RQ1 (Reduction Rate) and RQ2 (Execution Time)

Program Subjects:

We borrowed the evaluation dataset that includes 286 subjects from existing work InPreSS, which includes 278 failures from six projects of the popular Defects4J benchmark (download here) and 8 large client-library project pairs with upgrade failures from LibRench (download here).

Results:

Detailed information about the experimental results is provided in the file linked below. The file includes two tabs, “RQ1-Reduction Rate” and “RQ2-Time”, each showing results for all 286 subjects, grouped by project.

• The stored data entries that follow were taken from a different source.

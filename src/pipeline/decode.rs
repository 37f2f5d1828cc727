use crate::data::{FileRecord, SanitizationPolicy};
use base64::Engine as _;
use base64::engine::general_purpose::STANDARD;

/// Non-fatal diagnostic for a record whose base64 payload could not be
/// decoded. The record stays in the batch with `content_binary` absent.
#[derive(Debug, Clone, PartialEq, Eq)]
pub struct DecodeWarning {
    pub path: String,
    pub detail: String,
}

/// Decodes base64 payloads for records whose path ends with a configured
/// binary extension (case-insensitive). Whitespace is stripped before
/// decoding. On success the text payload is replaced by raw bytes; on
/// failure the record keeps its text payload and a warning is surfaced
/// instead of failing the batch.
pub fn decode_binary_records(
    records: &mut [FileRecord],
    policy: &SanitizationPolicy,
) -> Vec<DecodeWarning> {
    let mut warnings = Vec::new();

    for record in records.iter_mut() {
        let is_binary = policy
            .binary_extensions
            .iter()
            .any(|ext| record.has_extension(ext));
        if !is_binary {
            record.content_binary = None;
            continue;
        }

        let compact: String = record
            .content
            .as_deref()
            .unwrap_or_default()
            .split_whitespace()
            .collect();

        match STANDARD.decode(compact.as_bytes()) {
            Ok(bytes) => {
                record.content_binary = Some(bytes);
                record.content = None;
            }
            Err(e) => {
                record.content_binary = None;
                warnings.push(DecodeWarning {
                    path: record.path.clone(),
                    detail: e.to_string(),
                });
            }
        }
    }

    warnings
}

The “RQ1-Reduction Rate” tab shows slice sizes and reduction rates achieved by the DualSlice, InPreSS, CoReXI, and CoReX slices, with results reported separately for the old and new program versions. For comparison, we also include the size of the entire trace and the synchronized slice on this trace.

The “RQ2-Time” tab shows the runtime measurements (in minutes) for DualSlice, InPreSS, CoReXI, and CoReX. We separate the tools’ runtime into that for the slicing and slice summarization.


RQ3 (Alignment with Developers’ Selections)

Program Subjects:

We used code samples used in the user study.

Results:

The raw data obtained in this study cannot be shared because of privacy issues. However, we have provided the Precision, Recall, and F-Measure for each developer’s selection across all five slices: Sync.Slice, DualSlice, InPreSS, CoReXI, and CoReX. These values are available in the file linked below.